Bottles are able to be recycled and this is generally a positive option. Bottles are collected via kerbside collection or returned using a bottle deposit system. Currently just over half of plastic bottles are recycled globally. About 1 million plastic bottles are bought around the world every minute and only about 50% are recycled.

==Glass bottles==

A recycling bank for glass bottles.

There are a large number of benefits to recycling glass bottles, not only for the manufacturing of new bottles but also for the production of other materials that can be used in different contexts. Clean glass bottles are 100% recyclable, can be substituted for up to 95% of raw material, and can be recycled ad-infinitum without the loss of purity or quality. Recycled glass also has a variety of uses outside of the production of new bottles. The least beneficial of these uses is when glass bottles are sifted, crushed down, and mixed with food refuse to create dirty mixed cullet. Mixed cullet has few uses outside of being used as and alternative to traditional landfill daily cover. Alternatively, smaller and unrecoverable pieces of glass are ground down into a fine powder and used as a high grade sand alternative for the production of concrete.

Recoverable glass is often sorted by colour as different colour glass has a variety of uses and values. In the United States, recovered green glass is primarily shipped to Europe to produce wine bottles, brown glass is sold domestically to beer bottlers, and clear glass, the most valuable of the three can be used to replace up to 30 percent of virgin material in the production of new glass.

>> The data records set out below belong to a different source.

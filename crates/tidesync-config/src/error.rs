//! Error types for configuration management

use std::path::PathBuf;
use thiserror::Error;
use tidesync_types::Error as TidesyncError;

/// Configuration error type
#[derive(Error, Debug)]
pub enum ConfigError {
    /// I/O error when reading or writing a configuration file
    #[error("I/O error on config file '{path}': {source}")]
    Io {
        /// Path to the configuration file
        path: PathBuf,
        /// Underlying I/O error
        source: std::io::Error,
    },

    /// Configuration sources could not be merged or parsed
    #[error("Failed to load configuration: {message}")]
    Parse {
        /// Error message
        message: String,
    },

    /// Configuration validation error
    #[error("Configuration validation failed: {message}")]
    Validation {
        /// Validation error message
        message: String,
    },

    /// Serialization error
    #[error("Serialization error: {message}")]
    Serialization {
        /// Error message
        message: String,
    },
}

impl From<config::ConfigError> for ConfigError {
    fn from(error: config::ConfigError) -> Self {
        Self::Parse {
            message: error.to_string(),
        }
    }
}

impl From<ConfigError> for TidesyncError {
    fn from(error: ConfigError) -> Self {
        TidesyncError::config(error.to_string())
    }
}

/// Result type for configuration operations
pub type ConfigResult<T> = Result<T, ConfigError>;

impl ConfigError {
    /// Create a new validation error
    pub fn validation<S: Into<String>>(message: S) -> Self {
        Self::Validation {
            message: message.into(),
        }
    }

    /// Create a new serialization error
    pub fn serialization<S: Into<String>>(message: S) -> Self {
        Self::Serialization {
            message: message.into(),
        }
    }
}
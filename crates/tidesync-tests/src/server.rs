//! Deterministic in-memory sync server
//!
//! [`MemoryServer`] answers requests the way a real server would: it keeps
//! one version of every item with a per-item logical time, accepts a client
//! change only when it is based on the current time, and reports every other
//! difference back to the client. Clones share one state, so several clients
//! can sync against the same server.

use async_trait::async_trait;
use futures::{SinkExt, StreamExt};
use std::collections::{BTreeMap, BTreeSet};
use std::path::PathBuf;
use std::sync::Arc;
use tidesync_merge::{ClientAddition, SyncResponse, Timed};
use tidesync_sync::{FileSyncRequest, FileSyncResponse, ServerCodec, SyncFile, SyncTransport};
use tidesync_types::{Error, ItemId, Result, ServerIdentity, ServerTime};
use tokio::net::TcpListener;
use tokio::sync::Mutex;
use tokio_util::codec::Framed;
use tracing::debug;

#[derive(Debug)]
struct ServerState {
    identity: ServerIdentity,
    generation: u128,
    items: BTreeMap<ItemId, Timed<SyncFile>>,
    next_id: u128,
    requests: usize,
}

impl ServerState {
    fn new(identity: ServerIdentity, generation: u128) -> Self {
        Self {
            identity,
            generation,
            items: BTreeMap::new(),
            next_id: 1,
            requests: 0,
        }
    }

    fn allocate_id(&mut self) -> ItemId {
        let id = ItemId::from_u128(self.next_id);
        self.next_id += 1;
        id
    }

    fn process(&mut self, request: FileSyncRequest) -> FileSyncResponse {
        self.requests += 1;
        let mut response = SyncResponse::empty();
        let mut mentioned = BTreeSet::new();

        for (id, client_time) in request.known_items {
            mentioned.insert(id);
            match self.items.get(&id) {
                None => {
                    response.server_deleted.insert(id);
                }
                Some(current) if current.time != client_time => {
                    response.server_changed.insert(id, current.clone());
                }
                Some(_) => {}
            }
        }

        for (id, changed) in request.known_but_changed_items {
            mentioned.insert(id);
            match self.items.get_mut(&id) {
                None => {
                    response.conflicts_server_deleted.insert(id);
                }
                Some(current) if current.time == changed.time => {
                    let time = current.time.next();
                    *current = Timed::new(changed.value, time);
                    response.client_changed.insert(id, time);
                }
                Some(current) => {
                    response.conflicts.insert(id, current.clone());
                }
            }
        }

        for (id, client_time) in request.deleted_items {
            mentioned.insert(id);
            match self.items.get(&id) {
                Some(current) if current.time != client_time => {
                    response.conflicts_client_deleted.insert(id, current.clone());
                }
                _ => {
                    self.items.remove(&id);
                    response.client_deleted.insert(id);
                }
            }
        }

        for (id, timed) in &self.items {
            if !mentioned.contains(id) {
                response.server_added.insert(*id, timed.clone());
            }
        }

        for (client_id, value) in request.new_items {
            let id = self.allocate_id();
            let time = ServerTime::initial();
            self.items.insert(id, Timed::new(value, time));
            response.client_added.insert(client_id, ClientAddition { id, time });
        }

        debug!(
            "Server {} answered request {} and now holds {} items",
            self.identity,
            self.requests,
            self.items.len()
        );

        FileSyncResponse {
            server_identity: self.identity,
            items: response,
        }
    }
}

/// Shared handle to an in-memory sync server
#[derive(Debug, Clone)]
pub struct MemoryServer {
    state: Arc<Mutex<ServerState>>,
}

impl MemoryServer {
    /// An empty server with a fixed identity
    pub fn new() -> Self {
        Self::with_identity(ServerIdentity::from_u128(1))
    }

    /// An empty server with the given identity
    pub fn with_identity(identity: ServerIdentity) -> Self {
        Self {
            state: Arc::new(Mutex::new(ServerState::new(identity, 1))),
        }
    }

    /// Identity reported in every response
    pub async fn identity(&self) -> ServerIdentity {
        self.state.lock().await.identity
    }

    /// Wipe every item and take on a new identity
    pub async fn reset(&self) {
        let mut state = self.state.lock().await;
        let generation = state.generation + 1;
        *state = ServerState::new(ServerIdentity::from_u128(generation), generation);
    }

    /// Stored contents keyed by path
    pub async fn files(&self) -> BTreeMap<PathBuf, Vec<u8>> {
        self.state
            .lock()
            .await
            .items
            .values()
            .map(|timed| (timed.value.path.clone(), timed.value.contents.clone()))
            .collect()
    }

    /// Stored items with their times
    pub async fn items(&self) -> BTreeMap<ItemId, Timed<SyncFile>> {
        self.state.lock().await.items.clone()
    }

    /// Number of requests answered so far
    pub async fn request_count(&self) -> usize {
        self.state.lock().await.requests
    }

    /// Answer one request
    pub async fn process(&self, request: FileSyncRequest) -> FileSyncResponse {
        self.state.lock().await.process(request)
    }

    /// Answer requests arriving on `listener`, one request per connection
    pub async fn serve(self, listener: TcpListener) -> Result<()> {
        loop {
            let (stream, peer) = listener.accept().await?;
            debug!("Accepted connection from {}", peer);

            let mut framed = Framed::new(stream, ServerCodec::new());
            let Some(request) = framed.next().await else {
                continue;
            };
            let response = self.process(request?).await;
            framed.send(response).await?;
        }
    }
}

impl Default for MemoryServer {
    fn default() -> Self {
        Self::new()
    }
}

#[async_trait]
impl SyncTransport for MemoryServer {
    async fn sync(&mut self, request: FileSyncRequest) -> Result<FileSyncResponse> {
        Ok(self.process(request).await)
    }
}

/// Transport whose every request fails
#[derive(Debug, Clone, Copy, Default)]
pub struct UnreachableServer;

#[async_trait]
impl SyncTransport for UnreachableServer {
    async fn sync(&mut self, _request: FileSyncRequest) -> Result<FileSyncResponse> {
        Err(Error::remote("server unreachable"))
    }
}

/// Transport whose requests reach the server but whose first answers are lost
///
/// The server applies each request in full. The first `lost_replies` answers
/// never arrive, as when a connection drops after the server has committed.
#[derive(Debug, Clone)]
pub struct LostReplyServer {
    server: MemoryServer,
    lost_replies: usize,
}

impl LostReplyServer {
    /// Lose the answers to the next `lost_replies` requests sent to `server`
    pub fn new(server: MemoryServer, lost_replies: usize) -> Self {
        Self {
            server,
            lost_replies,
        }
    }
}

#[async_trait]
impl SyncTransport for LostReplyServer {
    async fn sync(&mut self, request: FileSyncRequest) -> Result<FileSyncResponse> {
        let response = self.server.process(request).await;
        if self.lost_replies > 0 {
            self.lost_replies -= 1;
            return Err(Error::remote("connection closed before the answer arrived"));
        }
        Ok(response)
    }
}

#[cfg(test)]
mod tests {
    use super::*;
    use tidesync_types::ClientId;

    fn file(path: &str, contents: &str) -> SyncFile {
        SyncFile::new(path, contents)
    }

    async fn server_with(path: &str, contents: &str) -> (MemoryServer, ItemId) {
        let server = MemoryServer::new();
        let mut request = FileSyncRequest::empty();
        request.new_items.insert(ClientId::new(0), file(path, contents));
        let response = server.process(request).await;
        let id = response.items.client_added[&ClientId::new(0)].id;
        (server, id)
    }

    #[tokio::test]
    async fn test_new_items_get_ids_and_initial_time() {
        let (server, id) = server_with("a.txt", "alpha").await;

        let items = server.items().await;
        assert_eq!(items[&id].time, ServerTime::initial());
        assert_eq!(items[&id].value, file("a.txt", "alpha"));
    }

    #[tokio::test]
    async fn test_empty_request_downloads_everything() {
        let (server, id) = server_with("a.txt", "alpha").await;

        let response = server.process(FileSyncRequest::empty()).await;

        assert_eq!(response.items.server_added.len(), 1);
        assert!(response.items.server_added.contains_key(&id));
    }

    #[tokio::test]
    async fn test_change_based_on_current_time_is_accepted() {
        let (server, id) = server_with("a.txt", "alpha").await;

        let mut request = FileSyncRequest::empty();
        request
            .known_but_changed_items
            .insert(id, Timed::new(file("a.txt", "beta"), ServerTime::initial()));
        let response = server.process(request).await;

        assert_eq!(
            response.items.client_changed.get(&id),
            Some(&ServerTime::new(1))
        );
        assert_eq!(server.items().await[&id].value, file("a.txt", "beta"));
    }

    #[tokio::test]
    async fn test_stale_change_is_a_conflict() {
        let (server, id) = server_with("a.txt", "alpha").await;
        let mut first = FileSyncRequest::empty();
        first
            .known_but_changed_items
            .insert(id, Timed::new(file("a.txt", "first"), ServerTime::initial()));
        server.process(first).await;

        let mut second = FileSyncRequest::empty();
        second
            .known_but_changed_items
            .insert(id, Timed::new(file("a.txt", "second"), ServerTime::initial()));
        let response = server.process(second).await;

        assert_eq!(
            response.items.conflicts.get(&id).map(|timed| &timed.value),
            Some(&file("a.txt", "first"))
        );
    }

    #[tokio::test]
    async fn test_stale_deletion_is_a_conflict() {
        let (server, id) = server_with("a.txt", "alpha").await;
        let mut change = FileSyncRequest::empty();
        change
            .known_but_changed_items
            .insert(id, Timed::new(file("a.txt", "beta"), ServerTime::initial()));
        server.process(change).await;

        let mut delete = FileSyncRequest::empty();
        delete.deleted_items.insert(id, ServerTime::initial());
        let response = server.process(delete).await;

        assert!(response.items.conflicts_client_deleted.contains_key(&id));
        assert!(server.items().await.contains_key(&id));
    }

    #[tokio::test]
    async fn test_lost_reply_still_changes_the_server() {
        let server = MemoryServer::new();
        let mut transport = LostReplyServer::new(server.clone(), 1);
        let mut request = FileSyncRequest::empty();
        request.new_items.insert(ClientId::new(0), file("a.txt", "alpha"));

        assert!(transport.sync(request).await.is_err());
        assert_eq!(server.items().await.len(), 1);
        assert!(transport.sync(FileSyncRequest::empty()).await.is_ok());
    }

    #[tokio::test]
    async fn test_reset_changes_identity_and_forgets_items() {
        let (server, _) = server_with("a.txt", "alpha").await;
        let before = server.identity().await;

        server.reset().await;

        assert_ne!(server.identity().await, before);
        assert!(server.files().await.is_empty());
    }
}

In recent years, extended producer responsibility (has come to the forefront of the debate concerning glass bottle recycling due to glass being very easy to clean and reuse, and its innate cradle to cradle design properties. Recycled glass is a necessity, as without it, manufacturers would not be able to keep up with the demand for new glass containers.

Recycling one glass bottle can save enough energy to power a computer for 25 minutes. In fact for every 10% of cullet added to the production of a new bottle, energy usage goes down by 3-4%. Recycling one ton of glass can save approximately 42 kWh of energy which translates to 7.5 pounds of air pollutants not being released into the atmosphere.

==Polyethylene terephthalate bottles==

Polyethylene terephthalate bottles are mostly recycled as a raw material. In many countries, Polyethylene terephthalate plastics are coded with the resin identification code number "1" inside the universal recycling symbol, usually located on the bottom of the container.

==High-density polyethylene bottles==
High-density polyethylene is commonly used in bottles, particularly bottles (or jugs) of milk. Recycling code 2 is applicable. In the US, only about 30-35% of high-density polyethylene bottles are recycled.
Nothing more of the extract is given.